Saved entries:

....

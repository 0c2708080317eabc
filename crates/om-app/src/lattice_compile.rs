//! Compilation of lattice documents into solver inputs.

use std::collections::HashMap;

use om_beamline::{Beamline, BeamlineBuilder, Topology};
use om_core::units::m;
use om_elements::{Alignment, ApertureShape, Element, ElementKind, ReferenceParticle};
use om_envelope::{MomentsConfig, SpaceChargeConfig};
use om_linalg::{PhaseVector, SymMatrix};
use om_optics::{InitialTwiss, OpticsConfig, SolveMode};
use om_project::schema::{
    ApertureDef, BeamlineDef, ElementDef, ElementKindDef, EnvelopeSettingsDef, OpticsSettingsDef,
    SolveModeDef, TopologyDef, TrackingSettingsDef, TwissDef,
};
use om_track::TrackConfig;

use crate::error::{AppError, AppResult};

/// Build the beamline: sequence entries resolved by id, repeated
/// `periods` times.
pub fn compile_beamline(def: &BeamlineDef) -> AppResult<Beamline> {
    let reference = ReferenceParticle::from_mev(
        def.reference.particle.mass_mev(),
        def.reference.kinetic_mev,
        def.reference.particle.charge(),
    )?;

    let by_id: HashMap<&str, &ElementDef> =
        def.elements.iter().map(|e| (e.id.as_str(), e)).collect();
    let cell = def
        .sequence
        .iter()
        .map(|id| {
            by_id
                .get(id.as_str())
                .map(|e| build_element(e))
                .ok_or_else(|| AppError::Compile(format!("Element not found: {id}")))
        })
        .collect::<AppResult<Vec<_>>>()?;

    let mut builder = BeamlineBuilder::new(reference);
    builder.repeat(&cell, def.periods);
    let topology = match def.topology {
        TopologyDef::Ring => Topology::Ring,
        TopologyDef::Line => Topology::Line,
    };
    Ok(builder.build(topology)?)
}

fn aperture_shape(def: &ApertureDef) -> ApertureShape {
    match *def {
        ApertureDef::Elliptic { ax_m, ay_m } => ApertureShape::Elliptic { ax: ax_m, ay: ay_m },
        ApertureDef::Rectangular { ax_m, ay_m } => ApertureShape::Rectangular { ax: ax_m, ay: ay_m },
    }
}

fn build_element(def: &ElementDef) -> Element {
    let kind = match &def.kind {
        ElementKindDef::Drift => ElementKind::Drift,
        ElementKindDef::Bend {
            field_t,
            gradient_t_per_m,
            edge_in_rad,
            edge_out_rad,
        } => ElementKind::Bend {
            field_t: *field_t,
            gradient_t_per_m: *gradient_t_per_m,
            edge_in_rad: *edge_in_rad,
            edge_out_rad: *edge_out_rad,
        },
        ElementKindDef::Quadrupole { gradient_t_per_m } => ElementKind::Quadrupole {
            gradient_t_per_m: *gradient_t_per_m,
        },
        ElementKindDef::Sextupole { b2_t_per_m2 } => ElementKind::Sextupole {
            b2_t_per_m2: *b2_t_per_m2,
        },
        ElementKindDef::Multipole { field_integrals } => ElementKind::Multipole {
            field_integrals: field_integrals.clone(),
        },
        ElementKindDef::Solenoid { field_t } => ElementKind::Solenoid { field_t: *field_t },
        ElementKindDef::Cavity {
            voltage_mv,
            phase_rad,
            frequency_hz,
        } => ElementKind::Cavity {
            voltage_mv: *voltage_mv,
            phase_rad: *phase_rad,
            frequency_hz: *frequency_hz,
        },
        ElementKindDef::Corrector { hkick_tm, vkick_tm } => ElementKind::Corrector {
            hkick_tm: *hkick_tm,
            vkick_tm: *vkick_tm,
        },
        ElementKindDef::Collimator { aperture } => ElementKind::Aperture {
            shape: aperture_shape(aperture),
        },
        ElementKindDef::Wakefield {
            loss_factor_v_per_pc,
            slope_v_per_pc_m,
            bunch_charge_pc,
        } => ElementKind::Wakefield {
            loss_factor_v_per_pc: *loss_factor_v_per_pc,
            slope_v_per_pc_m: *slope_v_per_pc_m,
            bunch_charge_pc: *bunch_charge_pc,
        },
        ElementKindDef::Scatterer {
            thickness_m,
            radiation_length_m,
        } => ElementKind::Scatterer {
            thickness_m: *thickness_m,
            radiation_length_m: *radiation_length_m,
        },
        ElementKindDef::Instrument => ElementKind::Instrument,
    };

    let mut element = Element::new(def.id.clone(), m(def.length_m), kind);
    if let Some(aperture) = &def.aperture {
        element = element.with_aperture(aperture_shape(aperture));
    }
    if let Some(a) = &def.alignment {
        element = element.with_alignment(Alignment {
            dx: a.dx_m,
            dy: a.dy_m,
            tilt: a.tilt_rad,
        });
    }
    element
}

pub fn initial_twiss(def: &TwissDef) -> InitialTwiss {
    InitialTwiss {
        beta_x: def.beta_x_m,
        alpha_x: def.alpha_x,
        beta_y: def.beta_y_m,
        alpha_y: def.alpha_y,
        disp_x: def.disp_x_m,
        disp_px: def.disp_px,
        disp_y: def.disp_y_m,
        disp_py: def.disp_py,
    }
}

pub fn optics_config(settings: &OpticsSettingsDef) -> OpticsConfig {
    OpticsConfig {
        tolerance: settings.tolerance,
        max_iterations: settings.max_iterations,
        relaxation: settings.relaxation,
        mode: match settings.mode {
            SolveModeDef::FourD => SolveMode::FourD,
            SolveModeDef::SixD => SolveMode::SixD,
        },
        momentum_offset: settings.momentum_offset,
        initial_twiss: settings.initial_twiss.as_ref().map(initial_twiss),
        ..OpticsConfig::default()
    }
}

/// Σ of a beam with the given Twiss functions, emittances and momentum
/// spread. Dispersion correlates the transverse coordinates with δ.
pub fn initial_sigma(env: &EnvelopeSettingsDef) -> SymMatrix {
    let t = &env.twiss;
    let mut sigma = SymMatrix::zeros();
    for (offset, beta, alpha, emittance) in [
        (0, t.beta_x_m, t.alpha_x, env.emittance_x_m),
        (2, t.beta_y_m, t.alpha_y, env.emittance_y_m),
    ] {
        let gamma = (1.0 + alpha * alpha) / beta;
        sigma.set(offset, offset, emittance * beta);
        sigma.set(offset, offset + 1, -emittance * alpha);
        sigma.set(offset + 1, offset + 1, emittance * gamma);
    }

    let spread2 = env.sigma_delta * env.sigma_delta;
    sigma.set(4, 4, env.sigma_z_m * env.sigma_z_m);
    sigma.set(5, 5, spread2);
    let disp = [t.disp_x_m, t.disp_px, t.disp_y_m, t.disp_py];
    for i in 0..4 {
        sigma.set(i, 5, disp[i] * spread2);
        for j in i..4 {
            sigma.set(i, j, sigma.get(i, j) + disp[i] * disp[j] * spread2);
        }
    }
    sigma
}

pub fn moments_config(env: &EnvelopeSettingsDef) -> MomentsConfig {
    MomentsConfig {
        space_charge: env.space_charge.as_ref().map(|sc| SpaceChargeConfig {
            peak_current_a: sc.peak_current_a,
            max_slice_length: sc.max_slice_length_m,
            tolerance: sc.tolerance,
            max_iterations: sc.max_iterations,
        }),
        cancel: None,
    }
}

pub fn track_config(tracking: &TrackingSettingsDef) -> TrackConfig {
    TrackConfig {
        fast: tracking.fast,
        aperture_losses: tracking.aperture_losses,
        seed: tracking.seed,
        record_every: tracking.record_every,
        cancel: None,
    }
}

pub fn initial_particles(tracking: &TrackingSettingsDef) -> Vec<PhaseVector> {
    tracking
        .particles
        .iter()
        .map(|p| PhaseVector::from_column_slice(p))
        .collect()
}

....

INSTRUCTIONS FOR THE TASK: Among the lines above, find those holding "BeamlineDef" and copy each one.

OUTPUT FOR THIS EXERCISE:
    ApertureDef, BeamlineDef, ElementDef, ElementKindDef, EnvelopeSettingsDef, OpticsSettingsDef,
pub fn compile_beamline(def: &BeamlineDef) -> AppResult<Beamline> {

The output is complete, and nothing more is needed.